食満のことしょくまんって呼んじゃう
「しょくまん、くん」
「…けま、です」
どっと笑い声が起こった。うわあああやってしまったあたしのばかばかばか、「すみませんごめんなさいあたし事務員なのにまだ全員の名前も覚えられないなんて事務員失格ですよねごめんなさいけまくん」マシンガンのように早口であやまるとけまくんは苦笑いでいいですよ気にしないでくださいと返してくれた。なんて優しい子!
…でも、それからだったんです、彼のあだ名がしょくまんになるのは。
「おいしょくまん!アヒルボートが」
「けまだ!…どこだ」
「しょくまーん、委員会の子が呼んでる」
「しょくまん先輩!」
「け ま だ」
「しょくまんじゃないか」
「…仙蔵まで」
これはどう考えてもあたしのせいであり、こころからお詫びしたいと思ったしだいでありまして。
「けま、くん」
長屋で休憩している彼に近づくと、名前覚えてくれたんすね、とさわやかに笑ってくれた。
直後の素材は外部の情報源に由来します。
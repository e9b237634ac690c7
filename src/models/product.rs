use chrono::{DateTime, Utc};
use rust_decimal::Decimal;
use serde::{Deserialize, Serialize};
use std::collections::BTreeMap;
use validator::{Validate, ValidationError};

/// Quantity on hand keyed by showroom id. A missing showroom means zero.
pub type StockLevels = BTreeMap<String, u32>;

#[derive(
    Debug,
    Clone,
    Copy,
    PartialEq,
    Eq,
    Hash,
    Serialize,
    Deserialize,
    strum::Display,
    strum::EnumString,
    strum::EnumIter,
)]
pub enum ProductCategory {
    Seeds,
    Fertilizer,
    Pesticide,
    Equipment,
}

#[derive(Debug, Clone, PartialEq, Serialize, Deserialize)]
#[serde(rename_all = "camelCase")]
pub struct Product {
    pub id: String,
    pub name: String,
    pub category: ProductCategory,
    pub unit: String,
    pub price: Decimal,
    /// GST rate in percent.
    pub gst: Decimal,
    #[serde(default, skip_serializing_if = "Option::is_none")]
    pub image: Option<String>,
    #[serde(default, skip_serializing_if = "Option::is_none")]
    pub description: Option<String>,
    #[serde(default)]
    pub stock: StockLevels,
    pub created_at: DateTime<Utc>,
    #[serde(default, skip_serializing_if = "Option::is_none")]
    pub updated_at: Option<DateTime<Utc>>,
}

impl Product {
    pub fn quantity_at(&self, showroom_id: &str) -> u32 {
        self.stock.get(showroom_id).copied().unwrap_or(0)
    }

    /// Stock summed across every showroom.
    pub fn total_stock(&self) -> u64 {
        self.stock.values().map(|&qty| u64::from(qty)).sum()
    }

    pub fn touch(&mut self, now: DateTime<Utc>) {
        self.updated_at = Some(now);
    }
}

#[derive(Debug, Clone, Serialize, Deserialize, Validate)]
#[serde(rename_all = "camelCase")]
pub struct NewProduct {
    #[validate(length(min = 1, message = "Product name cannot be empty"))]
    pub name: String,
    pub category: ProductCategory,
    #[validate(length(min = 1, message = "Unit cannot be empty"))]
    pub unit: String,
    #[validate(custom = "validate_price")]
    pub price: Decimal,
    #[validate(custom = "validate_gst_rate")]
    pub gst: Decimal,
    pub image: Option<String>,
    pub description: Option<String>,
    #[serde(default)]
    pub stock: StockLevels,
}

/// Field-wise merge for an existing product. Stock is changed through the
/// inventory service only.
#[derive(Debug, Clone, Default, Serialize, Deserialize, Validate)]
#[serde(rename_all = "camelCase")]
pub struct ProductUpdate {
    #[validate(length(min = 1, message = "Product name cannot be empty"))]
    pub name: Option<String>,
    pub category: Option<ProductCategory>,
    #[validate(length(min = 1, message = "Unit cannot be empty"))]
    pub unit: Option<String>,
    #[validate(custom = "validate_price")]
    pub price: Option<Decimal>,
    #[validate(custom = "validate_gst_rate")]
    pub gst: Option<Decimal>,
    pub image: Option<String>,
    pub description: Option<String>,
}

impl ProductUpdate {
    pub fn apply(self, product: &mut Product, now: DateTime<Utc>) {
        if let Some(name) = self.name {
            product.name = name;
        }
        if let Some(category) = self.category {
            product.category = category;
        }
        if let Some(unit) = self.unit {
            product.unit = unit;
        }
        if let Some(price) = self.price {
            product.price = price;
        }
        if let Some(gst) = self.gst {
            product.gst = gst;
        }
        if self.image.is_some() {
            product.image = self.image;
        }
        if self.description.is_some() {
            product.description = self.description;
        }
        product.touch(now);
    }
}

pub(crate) fn validate_price(price: &Decimal) -> Result<(), ValidationError> {
    if price.is_sign_negative() {
        return Err(ValidationError::new("negative_price"));
    }
    Ok(())
}

pub(crate) fn validate_gst_rate(rate: &Decimal) -> Result<(), ValidationError> {
    if rate.is_sign_negative() || *rate > Decimal::ONE_HUNDRED {
        return Err(ValidationError::new("gst_rate_out_of_range"));
    }
    Ok(())
}
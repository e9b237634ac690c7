mod common;

use std::{sync::Arc, time::Duration};

use agri_erp::{
    config::AppConfig,
    errors::ServiceError,
    events::{process_events, EventSender},
    open_backend, open_store,
    services::orders::{OrderLineRequest, PlaceOrderRequest},
    storage::{seed::seed_defaults, FileStorage, InMemoryStorage, Repository, StorageKey},
    AppServices,
};
use assert_matches::assert_matches;
use common::{test_config, TestApp};
use tempfile::TempDir;
use tokio::sync::mpsc;

fn file_config(dir: &TempDir) -> AppConfig {
    AppConfig {
        storage_backend: "file".to_string(),
        storage_dir: dir.path().to_path_buf(),
        ..test_config()
    }
}

fn small_order() -> PlaceOrderRequest {
    PlaceOrderRequest {
        customer_name: "Harpreet Kaur".to_string(),
        customer_phone: "9812345678".to_string(),
        customer_address: "Moga, Punjab".to_string(),
        showroom_id: "2".to_string(),
        items: vec![OrderLineRequest {
            product_id: "1".to_string(),
            quantity: 50,
        }],
    }
}

#[tokio::test]
async fn file_store_survives_reopen() {
    let dir = TempDir::new().unwrap();
    let config = file_config(&dir);

    let before = {
        let backend = open_backend(&config).await.unwrap();
        let store = Arc::new(open_store(&config, backend).await.unwrap());
        let services = AppServices::new(store.clone(), &config);
        services.orders.place_order(small_order()).await.unwrap();
        services.auth.login("admin@agrierp.com", "admin123").await.unwrap();
        store.snapshot().await
    };

    let backend = open_backend(&config).await.unwrap();
    let reopened = open_store(&config, backend).await.unwrap();
    let after = reopened.snapshot().await;

    assert_eq!(after, before);
    assert_eq!(after.orders.len(), 1);
    assert_eq!(after.order_sequence, 1);
    assert_eq!(after.products[0].quantity_at("2"), 700);
    assert!(after.auth.is_authenticated);
    assert!(dir.path().join("ag_orders.json").exists());
}

#[tokio::test]
async fn failed_write_rolls_back_every_collection() {
    let app = TestApp::seeded().await;
    let products_before = app.stored_json("products").await;
    let snapshot_before = app.store.snapshot().await;

    app.backend.fail_writes_to("ag_orders");
    let err = app
        .services
        .orders
        .place_order(small_order())
        .await
        .unwrap_err();

    assert_matches!(err, ServiceError::StorageError(_));
    assert!(!err.is_client_error());
    assert_eq!(app.stored_json("products").await, products_before);
    assert_eq!(app.stored_json("orders").await, None);
    assert_eq!(app.store.snapshot().await, snapshot_before);

    app.backend.heal();
    let order = app.services.orders.place_order(small_order()).await.unwrap();
    assert!(order.order_number.ends_with("0001"));
}

#[tokio::test]
async fn corrupted_collection_falls_back_to_default() {
    let dir = TempDir::new().unwrap();
    let config = AppConfig {
        seed_on_start: false,
        ..file_config(&dir)
    };
    std::fs::write(dir.path().join("ag_products.json"), "{ not json").unwrap();
    std::fs::write(dir.path().join("ag_settings.json"), "[1, 2").unwrap();

    let backend = open_backend(&config).await.unwrap();
    let store = open_store(&config, backend).await.unwrap();
    let snapshot = store.snapshot().await;

    assert!(snapshot.products.is_empty());
    assert_eq!(snapshot.settings, agri_erp::models::Settings::default());
}

#[tokio::test]
async fn seeding_twice_keeps_existing_data() {
    let backend = Arc::new(InMemoryStorage::new());
    let repo = Repository::new(backend.clone(), "ag_");

    let first = seed_defaults(&repo).await.unwrap();
    assert!(first.contains(&StorageKey::Products));
    assert!(!first.contains(&StorageKey::Orders));

    repo.save(StorageKey::Showrooms, &Vec::<agri_erp::models::Showroom>::new())
        .await
        .unwrap();
    let second = seed_defaults(&repo).await.unwrap();
    assert!(second.is_empty());

    let showrooms: Vec<agri_erp::models::Showroom> =
        repo.load(StorageKey::Showrooms, Vec::new()).await;
    assert!(showrooms.is_empty());
}

#[tokio::test]
async fn key_prefix_namespaces_the_files() {
    let dir = TempDir::new().unwrap();
    let storage = Arc::new(FileStorage::open(dir.path()).await.unwrap());
    let config = AppConfig {
        key_prefix: "branch_".to_string(),
        ..file_config(&dir)
    };

    open_store(&config, storage).await.unwrap();

    assert!(dir.path().join("branch_products.json").exists());
    assert!(!dir.path().join("ag_products.json").exists());
}

#[tokio::test]
async fn event_loop_stops_after_services_are_dropped() {
    let config = test_config();
    let (tx, rx) = mpsc::channel(64);
    let events = tokio::spawn(process_events(rx));

    let store = open_store(&config, Arc::new(InMemoryStorage::new()))
        .await
        .unwrap()
        .with_events(EventSender::new(tx));
    let services = AppServices::new(Arc::new(store), &config);
    services.orders.place_order(small_order()).await.unwrap();

    drop(services);
    tokio::time::timeout(Duration::from_secs(5), events)
        .await
        .expect("event loop should stop once every sender is gone")
        .unwrap();
}
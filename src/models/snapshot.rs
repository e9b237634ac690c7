use serde::{Deserialize, Serialize};

use super::{
    AttendanceRecord, AuthState, Employee, Order, Product, SalaryRecord, Settings, Showroom,
    Transfer,
};
use crate::errors::ServiceError;

/// Every collection the store holds, as one consistent value.
#[derive(Debug, Clone, PartialEq, Default, Serialize, Deserialize)]
#[serde(rename_all = "camelCase")]
pub struct Snapshot {
    pub products: Vec<Product>,
    pub showrooms: Vec<Showroom>,
    pub orders: Vec<Order>,
    pub employees: Vec<Employee>,
    pub attendance: Vec<AttendanceRecord>,
    pub salary_records: Vec<SalaryRecord>,
    pub transfers: Vec<Transfer>,
    pub settings: Settings,
    pub auth: AuthState,
    /// Last order sequence number handed out.
    pub order_sequence: u64,
}

impl Snapshot {
    pub fn product(&self, id: &str) -> Result<&Product, ServiceError> {
        self.products
            .iter()
            .find(|p| p.id == id)
            .ok_or_else(|| ServiceError::not_found("Product", id))
    }

    pub fn product_mut(&mut self, id: &str) -> Result<&mut Product, ServiceError> {
        self.products
            .iter_mut()
            .find(|p| p.id == id)
            .ok_or_else(|| ServiceError::not_found("Product", id))
    }

    pub fn showroom(&self, id: &str) -> Result<&Showroom, ServiceError> {
        self.showrooms
            .iter()
            .find(|s| s.id == id)
            .ok_or_else(|| ServiceError::not_found("Showroom", id))
    }

    pub fn showroom_mut(&mut self, id: &str) -> Result<&mut Showroom, ServiceError> {
        self.showrooms
            .iter_mut()
            .find(|s| s.id == id)
            .ok_or_else(|| ServiceError::not_found("Showroom", id))
    }

    pub fn order(&self, id: &str) -> Result<&Order, ServiceError> {
        self.orders
            .iter()
            .find(|o| o.id == id)
            .ok_or_else(|| ServiceError::not_found("Order", id))
    }

    pub fn order_mut(&mut self, id: &str) -> Result<&mut Order, ServiceError> {
        self.orders
            .iter_mut()
            .find(|o| o.id == id)
            .ok_or_else(|| ServiceError::not_found("Order", id))
    }

    pub fn transfer(&self, id: &str) -> Result<&Transfer, ServiceError> {
        self.transfers
            .iter()
            .find(|t| t.id == id)
            .ok_or_else(|| ServiceError::not_found("Transfer", id))
    }

    pub fn transfer_mut(&mut self, id: &str) -> Result<&mut Transfer, ServiceError> {
        self.transfers
            .iter_mut()
            .find(|t| t.id == id)
            .ok_or_else(|| ServiceError::not_found("Transfer", id))
    }

    pub fn employee(&self, id: &str) -> Result<&Employee, ServiceError> {
        self.employees
            .iter()
            .find(|e| e.id == id)
            .ok_or_else(|| ServiceError::not_found("Employee", id))
    }

    pub fn employee_mut(&mut self, id: &str) -> Result<&mut Employee, ServiceError> {
        self.employees
            .iter_mut()
            .find(|e| e.id == id)
            .ok_or_else(|| ServiceError::not_found("Employee", id))
    }
}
…きゅんとした。じゃなくて。
「あの、先日はほんとに失礼なことを…。これ、よろしかったらお納めください」
町で評判の、おいしいお団子。おずおずと、差し出す。
「お納めください、って。あは、おもしろいっすねみょうじさん」
みょうじさん、彼の口から出た言葉に少々びっくりする。あたしはしがない新米事務員なのに。名前を覚えていてくださったんですか…!
「けまくん」
「はい?」
「すきです!」
「…はああああ!?」
けまくんの叫びが、学園中に響き渡りました。
「あの、すみませんごめんなさいちょっと言いたくなったのでつい」
「あんたはすきになったら誰にでもこんなこと言うのか!」
「いやそんなことはないですけど。名前覚えていてくれたんだと思ったらうれしくて」
けまくんははあはあと荒い息をはいて、深呼吸して、ためいきをついた。重ね重ね、申し訳ないです。ためいきとともに、ぼそぼそと声が聞こえた。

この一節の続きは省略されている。